Durante alguns encontros Antônio descrevia crises intensas. Certa sessão, afirmou que estava com a mente perturbada e pensando em “fazer besteira”, que andava muito triste, chorando sem motivo algum. Dizia sentir grande angústia no peito e que não queria falar e nem ver ninguém, apenas ficar isolado e chorar: “Eu tenho a sensação de estar levando uma flechada no peito. É como se eu estivesse numa caverna escura, em que não consigo ver luz, não consigo ver nada”. Antônio parece ser prisioneiro do seu próprio corpo. Na melancolia, o espaço fenomenal deixa de ser corporificado e se torna um obstáculo, como algo estranho, impedindo o sujeito de se lançar ao mundo. O sujeito toma consciência deste corpo que tem como pesado e vulnerável (Fuchs, 2014).

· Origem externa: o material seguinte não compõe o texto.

//! ASP-based unification through clingo
//!
//! - `encoding`: goal facts and the fixed rule program
//! - `output`: clingo's JSON output and the witness terms
//!
//! clingo runs once, on the first request; its projected witnesses are then
//! handed out one by one. In minimal mode a false-sign domain heuristic on the
//! relevant `subs/2` atoms makes clingo enumerate the subset-minimal answers.

pub mod encoding;
pub mod output;

use std::collections::VecDeque;
use std::time::Instant;

use tracing::{debug, info, warn};

use crate::config::{AspConfig, LimitsConfig};
use crate::core::{CancellationToken, SolverStats, UnificationAlgorithm};
use crate::error::{UelError, UelResult};
use crate::goal::{Goal, Unifier};
use crate::process::SolverProcess;

pub use encoding::{encode_goal, UNIFICATION_PROGRAM};
pub use output::{ClingoOutput, Term, Witness};

/// Arguments every invocation needs: JSON output, all models, projection
pub const FIXED_ARGS: [&str; 3] = ["--outf=2", "-n", "0"];

const ACCEPTED_EXIT_CODES: [i32; 4] = [0, 10, 20, 30];

/// Unification algorithm backed by an answer set solver
pub struct AspProcessor<'g> {
    goal: &'g Goal,
    process: SolverProcess,
    minimize: bool,
    cancel: CancellationToken,
    pending: Option<VecDeque<Unifier>>,
    stats: SolverStats,
}

impl<'g> AspProcessor<'g> {
    pub fn new(
        goal: &'g Goal,
        process: SolverProcess,
        minimize: bool,
        cancel: CancellationToken,
    ) -> Self {
        let mut stats = SolverStats::new("asp");
        stats.atoms = goal.store().len();
        stats.variables = goal.store().variables().len();
        Self { goal, process, minimize, cancel, pending: None, stats }
    }

    pub fn from_config(
        goal: &'g Goal,
        asp: &AspConfig,
        limits: &LimitsConfig,
        minimize: bool,
        cancel: CancellationToken,
    ) -> Self {
        let process = SolverProcess::new(&asp.command)
            .args(Self::arguments(minimize, &asp.args))
            .poll_interval(limits.poll_interval())
            .timeout(limits.timeout());
        Self::new(goal, process, minimize, cancel)
    }

    /// Full argument list for clingo
    pub fn arguments(minimize: bool, extra: &[String]) -> Vec<String> {
        let mut args: Vec<String> = FIXED_ARGS.iter().map(|s| s.to_string()).collect();
        if minimize {
            // domRec blocks every superset of a reported model, equal projections included
            args.push("--heuristic=Domain".to_string());
            args.push("--enum-mode=domRec".to_string());
        } else {
            args.push("--project".to_string());
        }
        args.extend(extra.iter().cloned());
        args
    }

    fn run_solver(&mut self) -> UelResult<VecDeque<Unifier>> {
        let program = encode_goal(self.goal, self.minimize)?;
        let command = self.process.command_line();
        debug!(command = %command, bytes = program.len(), "calling clingo");

        self.stats.solver_calls += 1;
        let output = self.process.run(program, &self.cancel)?;
        let code = output.code();
        if !code.is_some_and(|c| ACCEPTED_EXIT_CODES.contains(&c)) {
            warn!(command = %command, status = ?code, "clingo failed");
            let mut err = UelError::external(format!(
                "{} exited with status {}",
                command,
                code.map_or_else(|| "signal".to_string(), |c| c.to_string())
            ))
            .with_context("solver", command.clone());
            if let Some(line) = output.stderr.lines().find(|l| !l.trim().is_empty()) {
                err = err.with_cause(line.trim().to_string());
            }
            return Err(err.in_goal(self.goal.id()));
        }

        let parsed = ClingoOutput::parse(&output.stdout_text())
            .map_err(|e| e.with_context("solver", command.clone()))?;
        if parsed.is_unsatisfiable() {
            info!(goal = self.goal.id(), "no answer sets");
            return Ok(VecDeque::new());
        }

        let store = self.goal.store();
        let witnesses = parsed.witnesses();
        let mut unifiers = VecDeque::with_capacity(witnesses.len());
        for witness in witnesses {
            let assignment = output::witness_assignment(store, witness)?;
            let mut unifier = Unifier::for_variables(store).projection(store.user_variables());
            for (var, atoms) in assignment {
                unifier.assign(var, atoms);
            }
            unifiers.push_back(unifier);
        }
        info!(
            goal = self.goal.id(),
            witnesses = unifiers.len(),
            seconds = parsed.time.map_or(0.0, |t| t.total),
            "clingo finished"
        );
        Ok(unifiers)
    }

    fn step(&mut self) -> UelResult<Option<Unifier>> {
        self.cancel.check()?;
        if self.pending.is_none() {
            let unifiers = self.run_solver()?;
            self.pending = Some(unifiers);
        }
        let next = self.pending.as_mut().and_then(VecDeque::pop_front);
        if next.is_some() {
            self.stats.candidates += 1;
        }
        Ok(next)
    }
}

impl<'g> UnificationAlgorithm for AspProcessor<'g> {
    fn name(&self) -> &'static str {
        "asp"
    }

    fn next_candidate(&mut self) -> UelResult<Option<Unifier>> {
        let started = Instant::now();
        let result = self.step();
        self.stats.elapsed += started.elapsed();
        result
    }

    fn stats(&self) -> SolverStats {
        self.stats.clone()
    }

    fn cleanup(&mut self) {
        self.pending = Some(VecDeque::new());
    }
}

Durante alguns encontros Antônio cogitava tirar a própria vida. Dizia que escutava uma voz, porém, não conseguia descrever quem era e como era essa voz. Ela sempre aparecia quando ele tinha crise de choro e estava triste, o que ocorria quase toda semana. A voz ecoava em sua mente e lhe dizia para “tirar a própria vida” e “acabar com sofrimento”. Entretanto, imediatamente pensava em sua filha e essa voz ia embora, ou seja, para ele, o outro, ainda, existia como possibilidade. Para Tatossian (1983/2012), aquilo que o melancólico almeja é seu corpo como objeto, e não a si próprio. Através do gesto suicida, “o melancólico tenta se fazer reaparecer na totalidade de seu corpo vivido” (p. 118). Ao tentar eliminar o corpo-objeto, o ato suicida permite ao sujeito acessar esse corpo uma vez perdido, dando-lhe, supostamente, o controle do objeto perdido, apagado, no momento em que o destrói (Tatossian, 1979/2006, 1983/2012).

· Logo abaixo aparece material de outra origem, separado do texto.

//! Ground EL concepts and structural subsumption
//!
//! EL concepts are built from concept names, the top concept, conjunction
//! and existential restriction. Subsumption between ground EL concepts
//! without a TBox is decided structurally:
//!
//! `C ⊑ D` iff for every top-level atom `d` of `D` there is a top-level atom
//! `c` of `C` with `c = d` for names, or `c = ∃r.C'`, `d = ∃r.D'` and
//! `C' ⊑ D'`.
//!
//! This checker is independent of both solvers and is used to validate
//! their unifiers.

use std::fmt;

/// A ground EL concept
#[derive(Debug, Clone, PartialEq, Eq, Hash, PartialOrd, Ord)]
pub enum Concept {
    /// Top concept (⊤)
    Top,
    /// Atomic concept (named class)
    Atomic(String),
    /// Conjunction (C ⊓ D)
    And(Box<Concept>, Box<Concept>),
    /// Existential restriction (∃R.C)
    Exists(String, Box<Concept>),
}

impl Concept {
    pub fn atomic(name: &str) -> Self {
        Concept::Atomic(name.to_string())
    }

    pub fn and(c1: Concept, c2: Concept) -> Self {
        Concept::And(Box::new(c1), Box::new(c2))
    }

    pub fn exists(role: &str, c: Concept) -> Self {
        Concept::Exists(role.to_string(), Box::new(c))
    }

    /// Conjunction of a list of concepts; the empty conjunction is ⊤
    pub fn conjunction(concepts: impl IntoIterator<Item = Concept>) -> Self {
        concepts
            .into_iter()
            .filter(|c| *c != Concept::Top)
            .reduce(Concept::and)
            .unwrap_or(Concept::Top)
    }

    /// Top-level atoms (names and existentials), with ⊤ dropped
    pub fn conjuncts(&self) -> Vec<&Concept> {
        let mut out = Vec::new();
        self.collect_conjuncts(&mut out);
        out
    }

    fn collect_conjuncts<'a>(&'a self, out: &mut Vec<&'a Concept>) {
        match self {
            Concept::Top => {}
            Concept::And(c1, c2) => {
                c1.collect_conjuncts(out);
                c2.collect_conjuncts(out);
            }
            atom => out.push(atom),
        }
    }
}

impl fmt::Display for Concept {
    fn fmt(&self, f: &mut fmt::Formatter<'_>) -> fmt::Result {
        match self {
            Concept::Top => write!(f, "⊤"),
            Concept::Atomic(name) => write!(f, "{}", name),
            Concept::And(..) => {
                let parts: Vec<String> = self.conjuncts().iter().map(|c| c.to_string()).collect();
                write!(f, "{}", parts.join(" ⊓ "))
            }
            Concept::Exists(role, filler) => match **filler {
                Concept::And(..) => write!(f, "∃{}.({})", role, filler),
                _ => write!(f, "∃{}.{}", role, filler),
            },
        }
    }
}

/// Decide `c ⊑ d` for ground EL concepts
pub fn subsumes(c: &Concept, d: &Concept) -> bool {
    let left = c.conjuncts();
    d.conjuncts()
        .into_iter()
        .all(|goal| left.iter().any(|atom| atom_subsumes(atom, goal)))
}

/// Decide `c ≡ d` for ground EL concepts
pub fn equivalent(c: &Concept, d: &Concept) -> bool {
    subsumes(c, d) && subsumes(d, c)
}

fn atom_subsumes(c: &Concept, d: &Concept) -> bool {
    match (c, d) {
        (Concept::Atomic(a), Concept::Atomic(b)) => a == b,
        (Concept::Exists(r, c1), Concept::Exists(s, d1)) => r == s && subsumes(c1, d1),
        _ => false,
    }
}

#[cfg(test)]
mod tests {
    use super::*;

    fn a() -> Concept {
        Concept::atomic("A")
    }

    fn b() -> Concept {
        Concept::atomic("B")
    }

    #[test]
    fn test_conjunction_subsumption() {
        let ab = Concept::and(a(), b());
        assert!(subsumes(&ab, &a()));
        assert!(subsumes(&ab, &b()));
        assert!(!subsumes(&a(), &ab));
    }

    #[test]
    fn test_top() {
        assert!(subsumes(&a(), &Concept::Top));
        assert!(!subsumes(&Concept::Top, &a()));
        assert!(subsumes(&Concept::Top, &Concept::Top));
        assert_eq!(Concept::conjunction(vec![]), Concept::Top);
    }

    #[test]
    fn test_existential_subsumption() {
        let ra = Concept::exists("r", a());
        let rab = Concept::exists("r", Concept::and(a(), b()));
        let sa = Concept::exists("s", a());
        let r_top = Concept::exists("r", Concept::Top);

        assert!(subsumes(&rab, &ra));
        assert!(!subsumes(&ra, &rab));
        assert!(!subsumes(&ra, &sa));
        assert!(subsumes(&ra, &r_top));
        assert!(!subsumes(&r_top, &ra));
        assert!(!subsumes(&ra, &a()));
    }

    #[test]
    fn test_equivalence_ignores_order_and_duplicates() {
        let c1 = Concept::and(a(), Concept::and(b(), a()));
        let c2 = Concept::and(b(), a());
        assert!(equivalent(&c1, &c2));
        assert_eq!(c1.conjuncts().len(), 3);
    }

    #[test]
    fn test_display() {
        let c = Concept::and(a(), Concept::exists("r", Concept::and(a(), b())));
        assert_eq!(c.to_string(), "A ⊓ ∃r.(A ⊓ B)");
    }
}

Antônio dizia que a voz lhe falava coisas tenebrosas, mas sempre lutava para não atender aos seus pedidos. Certo dia, quando ele estava muito angustiado, essa voz lhe disse para “pegar a moto, andar a mais de 100 km/h sem capacete e bater num muro”. Esse corpo que sofre quer ser liberto e a morte aparece, ilusoriamente, como solução. A morte, nesse sentido, parece ser uma saída para a dor, como se fosse uma escolha para eliminar por completo o sofrimento (Dutra, 2000). Através do suicídio, paradoxalmente, busca-se a vida com uma última chance de realizar uma ação. A dualidade do suicídio melancólico está na fantasia de que a morte e o fracasso poderiam ser repensados (Tatossian, 1975/2012, 1979/2006, 1983/2012). A experiência de Antônio era paradoxal porque, ao mesmo tempo em que ele queria acabar com a dor, com a vida, ele também queria viver, se fazer como existência.

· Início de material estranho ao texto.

#[cfg(test)]
mod tests {
    use super::*;
    use std::collections::BTreeSet;

    fn collect(goal: &Goal) -> Vec<Unifier> {
        let mut processor = RuleProcessor::new(goal, CancellationToken::new());
        let mut out = Vec::new();
        while let Some(u) = processor.next_candidate().unwrap() {
            out.push(u);
        }
        out
    }

    #[test]
    fn test_equation_with_conjunction() {
        // X ≡ A ⊓ B
        let mut store = AtomStore::with_top();
        let a = store.constant("A").unwrap();
        let b = store.constant("B").unwrap();
        let x = store.user_variable("X").unwrap();
        let mut goal = Goal::new("conj", store);
        goal.add_equation([x], [a, b]).unwrap();

        let unifiers = collect(&goal);
        assert!(!unifiers.is_empty());
        for u in &unifiers {
            assert_eq!(u.get(x), Some(&BTreeSet::from([a, b])));
        }
    }

    #[test]
    fn test_decomposition_gives_minimal_unifier() {
        // ∃r.X ⊑ ∃r.A
        let mut store = AtomStore::with_top();
        let a = store.constant("A").unwrap();
        let x = store.user_variable("X").unwrap();
        let rx = store.existential("r", x).unwrap();
        let ra = store.existential("r", a).unwrap();
        let mut goal = Goal::new("exists", store);
        goal.add_subsumption([rx], [ra]).unwrap();

        let unifiers = collect(&goal);
        assert_eq!(unifiers.len(), 1);
        assert_eq!(unifiers[0].get(x), Some(&BTreeSet::from([a])));
    }

    #[test]
    fn test_two_upper_bounds() {
        let mut store = AtomStore::with_top();
        let a = store.constant("A").unwrap();
        let b = store.constant("B").unwrap();
        let x = store.user_variable("X").unwrap();
        let mut goal = Goal::new("bounds", store);
        goal.add_subsumption([x], [a]).unwrap();
        goal.add_subsumption([x], [b]).unwrap();

        let unifiers = collect(&goal);
        assert_eq!(unifiers.len(), 1);
        assert_eq!(unifiers[0].get(x), Some(&BTreeSet::from([a, b])));
        assert!(unifiers[0].solves(&goal).unwrap());
    }

    #[test]
    fn test_disequation_of_constant_with_itself() {
        let mut store = AtomStore::with_top();
        let a = store.constant("A").unwrap();
        let mut goal = Goal::new("diseq", store);
        goal.add_disequation([a], [a]).unwrap();

        let mut processor = RuleProcessor::new(&goal, CancellationToken::new());
        assert!(processor.next_candidate().unwrap().is_none());
        assert_eq!(processor.stats().rejected, 1);
    }

    #[test]
    fn test_cyclic_equation_has_no_unifier() {
        // X ≡ ∃r.X
        let mut store = AtomStore::with_top();
        let x = store.user_variable("X").unwrap();
        let rx = store.existential("r", x).unwrap();
        let mut goal = Goal::new("cyclic", store);
        goal.add_equation([x], [rx]).unwrap();

        assert!(collect(&goal).is_empty());
    }

    #[test]
    fn test_choice_between_variables() {
        // X ⊓ Y ⊑ A: either variable may take A
        let mut store = AtomStore::with_top();
        let a = store.constant("A").unwrap();
        let x = store.user_variable("X").unwrap();
        let y = store.user_variable("Y").unwrap();
        let mut goal = Goal::new("choice", store);
        goal.add_subsumption([x, y], [a]).unwrap();

        let mut processor = RuleProcessor::new(&goal, CancellationToken::new());
        let mut found = Vec::new();
        while let Some(u) = processor.next_candidate().unwrap() {
            found.push((u.get(x).cloned().unwrap_or_default(), u.get(y).cloned().unwrap_or_default()));
        }
        assert_eq!(
            found,
            vec![
                (BTreeSet::from([a]), BTreeSet::new()),
                (BTreeSet::new(), BTreeSet::from([a]))
            ]
        );
        let stats = processor.stats();
        assert_eq!(stats.choice_points, 1);
        assert!(stats.backtracks >= 1);
    }

    #[test]
    fn test_dissubsumption_refines_assignment() {
        // A ⋢ X: X needs an atom that A does not have
        let mut store = AtomStore::with_top();
        let a = store.constant("A").unwrap();
        let b = store.constant("B").unwrap();
        let x = store.user_variable("X").unwrap();
        let mut goal = Goal::new("refine", store);
        goal.add_dissubsumption([a], [x]).unwrap();

        let mut processor = RuleProcessor::new(&goal, CancellationToken::new());
        let mut found = BTreeSet::new();
        while let Some(u) = processor.next_candidate().unwrap() {
            assert!(u.solves(&goal).unwrap());
            found.insert(u.get(x).cloned().unwrap_or_default());
        }
        assert_eq!(found, BTreeSet::from([BTreeSet::from([b]), BTreeSet::from([a, b])]));
        let stats = processor.stats();
        assert!(stats.rejected >= 2);
        assert!(stats.choice_points >= 2);
    }

    #[test]
    fn test_refinement_keeps_positive_constraints() {
        // X ⊑ A and ∃r.A ⋢ ∃r.X: X must become strictly more specific than A
        let mut store = AtomStore::with_top();
        let a = store.constant("A").unwrap();
        let b = store.constant("B").unwrap();
        let x = store.user_variable("X").unwrap();
        let ra = store.existential("r", a).unwrap();
        let rx = store.existential("r", x).unwrap();
        let mut goal = Goal::new("strict", store);
        goal.add_subsumption([x], [a]).unwrap();
        goal.add_dissubsumption([ra], [rx]).unwrap();

        let found = collect(&goal);
        assert!(!found.is_empty());
        for u in &found {
            assert!(u.solves(&goal).unwrap());
            let atoms = u.get(x).unwrap();
            assert!(atoms.contains(&a));
            assert!(atoms.len() >= 2);
        }
        assert!(found.iter().any(|u| u.get(x) == Some(&BTreeSet::from([a, b]))));
        assert!(found.iter().any(|u| u.get(x) == Some(&BTreeSet::from([a, ra]))));
    }

    #[test]
    fn test_cancelled_search() {
        let mut store = AtomStore::with_top();
        let a = store.constant("A").unwrap();
        let x = store.user_variable("X").unwrap();
        let mut goal = Goal::new("cancel", store);
        goal.add_subsumption([x], [a]).unwrap();

        let token = CancellationToken::new();
        let mut processor = RuleProcessor::new(&goal, token.clone());
        token.cancel();
        assert!(processor.next_candidate().unwrap_err().is_cancelled());
    }
}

Durante um dos atendimentos, Antônio relatou que estava muito triste após o término do namoro. No dia seguinte ao término, foi chamado para “fazer um bico” e o local de trabalho era um ambiente alto de instalações de energia solar. Quando estava no alto, a voz na qual sempre costuma ouvir veio a sua cabeça dizendo para “pular e acabar com tudo”. Olhou para baixo, mas não conseguiu seguir o que a voz dizia. Na experiência depressiva, as tentativas ou ideações suicidas são, por vezes, associadas à solidão absoluta (Souza & Moreira, 2018b). A solidão demarca a experiência de Antônio e o torna mais vulnerável.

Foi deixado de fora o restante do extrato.